[[ RECORDS SHOWN, beginning ]]
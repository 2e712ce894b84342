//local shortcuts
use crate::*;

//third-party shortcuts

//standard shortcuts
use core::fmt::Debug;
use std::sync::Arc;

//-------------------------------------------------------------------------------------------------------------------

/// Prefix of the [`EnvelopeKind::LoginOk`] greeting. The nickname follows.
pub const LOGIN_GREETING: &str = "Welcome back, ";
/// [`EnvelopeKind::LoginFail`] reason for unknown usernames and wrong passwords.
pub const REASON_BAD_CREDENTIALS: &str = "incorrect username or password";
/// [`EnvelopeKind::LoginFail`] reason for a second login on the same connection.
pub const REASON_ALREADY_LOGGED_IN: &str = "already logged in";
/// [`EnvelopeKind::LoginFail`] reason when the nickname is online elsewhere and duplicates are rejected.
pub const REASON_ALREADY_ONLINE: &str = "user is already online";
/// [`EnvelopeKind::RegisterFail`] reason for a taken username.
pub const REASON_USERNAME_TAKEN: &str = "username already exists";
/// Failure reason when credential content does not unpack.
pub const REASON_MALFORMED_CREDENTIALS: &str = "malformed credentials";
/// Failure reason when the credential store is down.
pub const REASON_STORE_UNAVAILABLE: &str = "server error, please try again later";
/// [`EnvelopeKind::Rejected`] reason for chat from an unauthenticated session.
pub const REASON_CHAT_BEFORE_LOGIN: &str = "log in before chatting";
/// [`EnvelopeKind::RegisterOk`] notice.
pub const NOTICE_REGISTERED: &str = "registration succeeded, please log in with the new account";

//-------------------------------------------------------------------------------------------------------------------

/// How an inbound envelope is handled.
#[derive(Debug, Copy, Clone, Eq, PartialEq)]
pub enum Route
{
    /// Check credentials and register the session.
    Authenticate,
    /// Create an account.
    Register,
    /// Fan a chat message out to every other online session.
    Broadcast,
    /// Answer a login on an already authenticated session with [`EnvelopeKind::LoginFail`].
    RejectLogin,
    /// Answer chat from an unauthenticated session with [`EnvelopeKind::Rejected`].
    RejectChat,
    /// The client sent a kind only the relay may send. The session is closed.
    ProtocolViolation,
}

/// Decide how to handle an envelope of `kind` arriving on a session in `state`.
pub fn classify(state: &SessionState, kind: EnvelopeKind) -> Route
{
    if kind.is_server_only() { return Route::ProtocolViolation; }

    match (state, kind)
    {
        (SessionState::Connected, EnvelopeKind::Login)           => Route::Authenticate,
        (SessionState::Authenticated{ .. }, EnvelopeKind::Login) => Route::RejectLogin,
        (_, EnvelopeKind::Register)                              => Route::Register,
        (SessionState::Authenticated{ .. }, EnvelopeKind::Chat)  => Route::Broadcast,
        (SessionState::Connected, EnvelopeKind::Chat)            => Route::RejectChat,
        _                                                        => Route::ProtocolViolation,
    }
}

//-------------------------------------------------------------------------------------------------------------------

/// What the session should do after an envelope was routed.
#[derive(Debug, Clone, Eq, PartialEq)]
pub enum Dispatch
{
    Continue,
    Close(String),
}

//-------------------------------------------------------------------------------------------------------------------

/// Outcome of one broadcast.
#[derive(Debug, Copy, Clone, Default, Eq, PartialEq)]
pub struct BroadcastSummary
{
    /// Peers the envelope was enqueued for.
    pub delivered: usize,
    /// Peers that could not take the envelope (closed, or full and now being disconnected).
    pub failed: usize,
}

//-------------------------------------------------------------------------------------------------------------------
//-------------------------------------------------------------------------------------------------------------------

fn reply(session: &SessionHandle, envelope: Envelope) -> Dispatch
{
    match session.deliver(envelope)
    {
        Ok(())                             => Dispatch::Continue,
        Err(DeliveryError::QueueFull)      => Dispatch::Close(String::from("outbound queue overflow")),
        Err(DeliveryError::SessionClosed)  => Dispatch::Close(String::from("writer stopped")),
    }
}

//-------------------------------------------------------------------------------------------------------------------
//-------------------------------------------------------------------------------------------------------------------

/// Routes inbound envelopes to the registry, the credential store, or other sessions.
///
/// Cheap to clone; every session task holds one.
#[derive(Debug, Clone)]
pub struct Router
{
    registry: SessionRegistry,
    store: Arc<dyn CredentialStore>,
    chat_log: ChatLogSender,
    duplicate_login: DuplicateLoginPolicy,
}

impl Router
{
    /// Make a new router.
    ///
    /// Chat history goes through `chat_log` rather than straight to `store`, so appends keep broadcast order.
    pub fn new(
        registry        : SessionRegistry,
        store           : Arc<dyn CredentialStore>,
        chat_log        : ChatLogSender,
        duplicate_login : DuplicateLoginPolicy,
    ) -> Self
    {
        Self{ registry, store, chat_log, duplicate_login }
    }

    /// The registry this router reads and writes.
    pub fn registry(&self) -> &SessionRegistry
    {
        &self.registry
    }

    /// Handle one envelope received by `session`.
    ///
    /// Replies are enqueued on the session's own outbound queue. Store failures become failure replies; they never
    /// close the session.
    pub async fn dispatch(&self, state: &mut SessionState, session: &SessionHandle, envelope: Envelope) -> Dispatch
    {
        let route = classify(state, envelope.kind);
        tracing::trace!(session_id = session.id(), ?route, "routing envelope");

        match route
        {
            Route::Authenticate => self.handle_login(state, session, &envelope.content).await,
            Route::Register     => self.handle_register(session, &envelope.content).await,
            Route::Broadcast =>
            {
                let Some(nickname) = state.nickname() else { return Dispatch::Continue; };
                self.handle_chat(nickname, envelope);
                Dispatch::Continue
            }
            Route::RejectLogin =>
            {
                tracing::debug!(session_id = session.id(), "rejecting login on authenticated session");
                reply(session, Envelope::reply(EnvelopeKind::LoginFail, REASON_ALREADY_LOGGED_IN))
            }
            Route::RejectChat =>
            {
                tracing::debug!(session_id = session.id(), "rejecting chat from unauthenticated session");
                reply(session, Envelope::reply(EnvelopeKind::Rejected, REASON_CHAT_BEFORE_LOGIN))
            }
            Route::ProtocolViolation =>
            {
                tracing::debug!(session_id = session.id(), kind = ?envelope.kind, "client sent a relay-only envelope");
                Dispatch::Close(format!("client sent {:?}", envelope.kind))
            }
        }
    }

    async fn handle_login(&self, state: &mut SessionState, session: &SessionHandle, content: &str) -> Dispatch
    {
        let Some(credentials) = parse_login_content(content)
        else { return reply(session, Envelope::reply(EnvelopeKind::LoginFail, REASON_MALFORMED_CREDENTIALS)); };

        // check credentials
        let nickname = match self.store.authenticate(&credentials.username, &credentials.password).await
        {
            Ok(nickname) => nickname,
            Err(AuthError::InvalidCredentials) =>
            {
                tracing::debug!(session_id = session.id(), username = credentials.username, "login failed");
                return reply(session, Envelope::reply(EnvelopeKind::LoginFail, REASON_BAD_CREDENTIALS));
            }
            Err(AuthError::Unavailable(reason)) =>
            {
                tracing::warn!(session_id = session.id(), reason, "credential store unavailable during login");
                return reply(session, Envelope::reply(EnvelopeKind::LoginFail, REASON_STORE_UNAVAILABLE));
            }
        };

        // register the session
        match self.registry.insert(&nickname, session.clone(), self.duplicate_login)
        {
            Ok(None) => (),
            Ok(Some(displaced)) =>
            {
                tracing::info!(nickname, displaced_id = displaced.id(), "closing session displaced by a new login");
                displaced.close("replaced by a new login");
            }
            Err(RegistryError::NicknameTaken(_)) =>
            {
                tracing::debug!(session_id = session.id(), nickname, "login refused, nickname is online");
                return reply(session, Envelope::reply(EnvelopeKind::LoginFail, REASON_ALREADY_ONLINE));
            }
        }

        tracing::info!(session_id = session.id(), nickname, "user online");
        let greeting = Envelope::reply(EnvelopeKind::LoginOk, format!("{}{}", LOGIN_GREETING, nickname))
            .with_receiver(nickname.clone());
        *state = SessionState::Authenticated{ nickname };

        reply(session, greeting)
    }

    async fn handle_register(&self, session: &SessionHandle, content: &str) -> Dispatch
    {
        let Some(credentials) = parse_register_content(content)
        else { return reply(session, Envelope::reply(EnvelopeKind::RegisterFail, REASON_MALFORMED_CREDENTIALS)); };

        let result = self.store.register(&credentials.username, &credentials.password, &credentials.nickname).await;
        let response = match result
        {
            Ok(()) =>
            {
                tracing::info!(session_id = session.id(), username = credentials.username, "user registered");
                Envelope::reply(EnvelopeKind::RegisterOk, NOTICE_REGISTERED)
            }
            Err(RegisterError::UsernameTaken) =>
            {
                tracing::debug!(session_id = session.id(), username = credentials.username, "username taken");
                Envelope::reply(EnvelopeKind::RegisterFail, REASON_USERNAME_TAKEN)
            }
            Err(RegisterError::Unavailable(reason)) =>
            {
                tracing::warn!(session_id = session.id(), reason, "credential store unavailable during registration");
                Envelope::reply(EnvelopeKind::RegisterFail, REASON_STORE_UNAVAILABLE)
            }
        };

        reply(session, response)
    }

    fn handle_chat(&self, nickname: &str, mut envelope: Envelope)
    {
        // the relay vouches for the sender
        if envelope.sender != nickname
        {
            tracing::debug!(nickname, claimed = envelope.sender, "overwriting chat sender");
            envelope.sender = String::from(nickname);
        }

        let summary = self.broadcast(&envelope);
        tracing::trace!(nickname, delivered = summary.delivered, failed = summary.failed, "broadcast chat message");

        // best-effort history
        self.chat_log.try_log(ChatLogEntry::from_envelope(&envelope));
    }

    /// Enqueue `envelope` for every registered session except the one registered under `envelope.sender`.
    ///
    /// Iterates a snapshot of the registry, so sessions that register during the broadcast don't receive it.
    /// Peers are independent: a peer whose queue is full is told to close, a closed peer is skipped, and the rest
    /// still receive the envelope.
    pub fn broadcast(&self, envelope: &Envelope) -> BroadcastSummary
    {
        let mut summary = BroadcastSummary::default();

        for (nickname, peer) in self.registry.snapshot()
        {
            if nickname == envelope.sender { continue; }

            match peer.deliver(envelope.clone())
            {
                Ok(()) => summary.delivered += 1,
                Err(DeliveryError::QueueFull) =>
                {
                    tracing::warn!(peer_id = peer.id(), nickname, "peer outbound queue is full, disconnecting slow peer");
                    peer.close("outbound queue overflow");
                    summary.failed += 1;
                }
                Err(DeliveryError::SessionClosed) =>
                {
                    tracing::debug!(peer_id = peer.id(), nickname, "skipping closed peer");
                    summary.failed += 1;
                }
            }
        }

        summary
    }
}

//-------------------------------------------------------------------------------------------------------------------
[[ RECORDS SHOWN, end ]]
[[ RECORDS SHOWN, beginning ]]
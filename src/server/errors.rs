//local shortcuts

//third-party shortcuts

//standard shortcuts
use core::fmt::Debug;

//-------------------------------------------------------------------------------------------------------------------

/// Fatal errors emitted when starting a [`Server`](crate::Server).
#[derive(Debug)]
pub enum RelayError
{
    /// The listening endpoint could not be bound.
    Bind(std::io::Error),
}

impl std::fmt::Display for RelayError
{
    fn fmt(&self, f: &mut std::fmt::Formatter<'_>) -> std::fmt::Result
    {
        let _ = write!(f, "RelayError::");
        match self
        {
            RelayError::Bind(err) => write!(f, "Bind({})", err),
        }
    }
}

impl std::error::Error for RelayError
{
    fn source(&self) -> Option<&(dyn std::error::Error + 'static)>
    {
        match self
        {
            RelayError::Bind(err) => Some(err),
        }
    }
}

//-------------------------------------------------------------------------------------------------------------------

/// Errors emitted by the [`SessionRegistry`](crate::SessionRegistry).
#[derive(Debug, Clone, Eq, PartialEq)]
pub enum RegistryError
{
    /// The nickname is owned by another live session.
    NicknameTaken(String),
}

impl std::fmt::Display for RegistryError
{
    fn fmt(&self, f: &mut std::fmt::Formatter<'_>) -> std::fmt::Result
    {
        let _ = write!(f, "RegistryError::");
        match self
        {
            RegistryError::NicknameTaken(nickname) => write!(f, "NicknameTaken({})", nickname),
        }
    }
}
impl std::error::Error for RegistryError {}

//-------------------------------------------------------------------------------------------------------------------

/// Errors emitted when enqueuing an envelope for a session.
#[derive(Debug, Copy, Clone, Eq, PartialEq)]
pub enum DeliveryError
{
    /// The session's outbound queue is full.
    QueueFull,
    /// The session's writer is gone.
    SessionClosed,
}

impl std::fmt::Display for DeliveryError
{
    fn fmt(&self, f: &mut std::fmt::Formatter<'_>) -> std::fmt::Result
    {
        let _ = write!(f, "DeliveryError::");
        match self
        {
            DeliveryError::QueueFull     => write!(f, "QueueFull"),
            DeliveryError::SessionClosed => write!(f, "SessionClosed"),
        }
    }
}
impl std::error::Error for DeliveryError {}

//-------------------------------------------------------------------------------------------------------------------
[[ RECORDS SHOWN, end ]]
[[ RECORDS SHOWN, beginning ]]
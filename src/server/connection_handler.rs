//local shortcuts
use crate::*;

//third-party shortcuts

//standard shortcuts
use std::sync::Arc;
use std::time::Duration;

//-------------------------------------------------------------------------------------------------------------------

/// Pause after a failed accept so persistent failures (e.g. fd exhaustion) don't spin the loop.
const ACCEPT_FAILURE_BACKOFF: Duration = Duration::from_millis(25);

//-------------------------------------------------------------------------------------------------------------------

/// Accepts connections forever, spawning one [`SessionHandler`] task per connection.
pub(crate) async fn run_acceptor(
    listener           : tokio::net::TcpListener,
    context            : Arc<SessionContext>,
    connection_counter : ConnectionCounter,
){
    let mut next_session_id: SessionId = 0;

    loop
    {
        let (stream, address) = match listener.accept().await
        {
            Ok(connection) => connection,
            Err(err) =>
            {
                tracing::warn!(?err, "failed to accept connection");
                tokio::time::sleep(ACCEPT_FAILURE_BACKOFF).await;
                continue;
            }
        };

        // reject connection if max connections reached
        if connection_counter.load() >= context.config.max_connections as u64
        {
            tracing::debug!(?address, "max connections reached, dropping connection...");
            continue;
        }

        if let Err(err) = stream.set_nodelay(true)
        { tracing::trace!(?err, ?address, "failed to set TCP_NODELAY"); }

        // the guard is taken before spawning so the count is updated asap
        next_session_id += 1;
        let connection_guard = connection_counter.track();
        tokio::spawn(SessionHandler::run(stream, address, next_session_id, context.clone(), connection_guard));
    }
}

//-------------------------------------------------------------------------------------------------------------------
[[ RECORDS SHOWN, end ]]
> **BRIEF**
In the records above, find the lines holding "tokio". Copy each one.

> **EXERCISE ANSWER**
    listener           : tokio::net::TcpListener,
                tokio::time::sleep(ACCEPT_FAILURE_BACKOFF).await;
        tokio::spawn(SessionHandler::run(stream, address, next_session_id, context.clone(), connection_guard));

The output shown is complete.